The exact price per share will be determined based on the number of required store divestitures, with the price set at $7 per share if 1,000 stores or fewer are required for divestiture and at $6.50 per share if 1,200 stores are required for divestiture. If the required divestitures fall between 1,000 and 1,200 stores, then there will be a pro-rata adjustment of the price per share. Walgreens Boots Alliance agreement to divest up to 1,200 Rite Aid stores represents an increase of up to 200 stores over the 1,000 stores that Walgreens Boots Alliance had agreed to divest under the terms of the original agreement.
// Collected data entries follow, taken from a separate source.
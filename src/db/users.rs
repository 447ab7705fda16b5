use chrono::{DateTime, Utc};

use super::repository::{fetch_user, user_record_from_row, Repository, USER_RECORD_COLUMNS};
use crate::errors::{codes, AppError};
use crate::models::{RegisterRequest, Role, User, UserRecord};

impl Repository {
    // ==================== USER OPERATIONS ====================

    /// Get a user by ID.
    pub async fn get_user(&self, id: &str) -> Result<Option<User>, AppError> {
        let mut conn = self.pool.acquire().await?;
        fetch_user(&mut conn, id).await
    }

    /// Find a user with credentials by email, ignoring case.
    pub async fn find_user_by_email(&self, email: &str) -> Result<Option<UserRecord>, AppError> {
        let sql = format!("SELECT {} FROM users WHERE email = ?", USER_RECORD_COLUMNS);
        let row = sqlx::query(&sql)
            .bind(email.trim())
            .fetch_optional(&self.pool)
            .await?;

        Ok(row.as_ref().map(user_record_from_row))
    }

    /// Create an inactive account holding a verification code.
    ///
    /// `deliver` runs inside the transaction; the account is only committed
    /// when it succeeds.
    pub async fn register_user<F>(
        &self,
        request: &RegisterRequest,
        password_hash: &str,
        verification_code: &str,
        code_expiry: DateTime<Utc>,
        deliver: F,
    ) -> Result<User, AppError>
    where
        F: FnOnce(&User) -> Result<(), AppError>,
    {
        let email = request.email.trim();
        let mut tx = self.pool.begin().await?;

        let taken: Option<String> = sqlx::query_scalar("SELECT id FROM users WHERE email = ?")
            .bind(email)
            .fetch_optional(&mut *tx)
            .await?;
        if taken.is_some() {
            return Err(email_taken());
        }

        let user = User {
            id: uuid::Uuid::new_v4().to_string(),
            email: email.to_string(),
            first_name: request.first_name.trim().to_string(),
            last_name: request.last_name.trim().to_string(),
            role: if request.is_manager {
                Role::Manager
            } else {
                Role::Developer
            },
            is_active: false,
            created_at: Utc::now(),
        };

        sqlx::query(
            "INSERT INTO users (id, email, first_name, last_name, role, is_active, password_hash, verification_code, verification_code_expiry, created_at) VALUES (?, ?, ?, ?, ?, 0, ?, ?, ?, ?)"
        )
        .bind(&user.id)
        .bind(&user.email)
        .bind(&user.first_name)
        .bind(&user.last_name)
        .bind(user.role.as_str())
        .bind(password_hash)
        .bind(verification_code)
        .bind(code_expiry)
        .bind(user.created_at)
        .execute(&mut *tx)
        .await
        .map_err(|e| {
            if e.as_database_error()
                .is_some_and(|db| db.is_unique_violation())
            {
                email_taken()
            } else {
                AppError::from(e)
            }
        })?;

        deliver(&user)?;

        tx.commit().await?;

        tracing::info!(user_id = %user.id, role = user.role.as_str(), "user registered");
        Ok(user)
    }

    /// Activate an account and clear its verification code.
    pub async fn activate_user(&self, id: &str) -> Result<(), AppError> {
        let result = sqlx::query(
            "UPDATE users SET is_active = 1, verification_code = NULL, verification_code_expiry = NULL WHERE id = ?",
        )
        .bind(id)
        .execute(&self.pool)
        .await?;

        if result.rows_affected() == 0 {
            return Err(AppError::NotFound(format!("User {} not found", id)));
        }
        Ok(())
    }

    /// Store a password reset code; `deliver` runs before the commit.
    pub async fn store_reset_code<F>(&self, id: &str, reset_code: &str, deliver: F) -> Result<(), AppError>
    where
        F: FnOnce() -> Result<(), AppError>,
    {
        let mut tx = self.pool.begin().await?;

        let result = sqlx::query("UPDATE users SET reset_code = ? WHERE id = ?")
            .bind(reset_code)
            .bind(id)
            .execute(&mut *tx)
            .await?;
        if result.rows_affected() == 0 {
            return Err(AppError::NotFound(format!("User {} not found", id)));
        }

        deliver()?;

        tx.commit().await?;
        Ok(())
    }

    /// Replace the password hash and clear the reset code.
    pub async fn reset_password(&self, id: &str, password_hash: &str) -> Result<(), AppError> {
        let result =
            sqlx::query("UPDATE users SET password_hash = ?, reset_code = NULL WHERE id = ?")
                .bind(password_hash)
                .bind(id)
                .execute(&self.pool)
                .await?;

        if result.rows_affected() == 0 {
            return Err(AppError::NotFound(format!("User {} not found", id)));
        }
        Ok(())
    }

    /// Delete a user and, through cascades, everything they own.
    pub async fn delete_user(&self, id: &str) -> Result<(), AppError> {
        let result = sqlx::query("DELETE FROM users WHERE id = ?")
            .bind(id)
            .execute(&self.pool)
            .await?;

        if result.rows_affected() == 0 {
            return Err(AppError::NotFound(format!("User {} not found", id)));
        }

        tracing::info!(user_id = id, "user deleted");
        Ok(())
    }
}

fn email_taken() -> AppError {
    AppError::Validation {
        code: codes::EMAIL_TAKEN,
        message: "A user with this email already exists.".to_string(),
    }
}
According to the original divestiture agreement with Fred's announced Dec. 20, if the FTC requires divestiture of more than the 865 Rite Aid stores currently contemplated by the purchase agreement and Walgreens Boots Alliance agrees to sell such stores, that purchase agreement requires Fred’s to purchase those additional stores.

Additionally, Walgreens Boots Alliance and Rite Aid agreed to extend the end date under the previously announced agreement from Jan. 27 to July 31 2017 in order to allow the parties additional time to obtain regulatory approval.

The transaction is subject to approval by the holders of Rite Aid’s common stock, the expiration or termination of applicable waiting periods under the Hart-Scott-Rodino Antitrust Improvements Act of 1976, as amended and other customary closing conditions.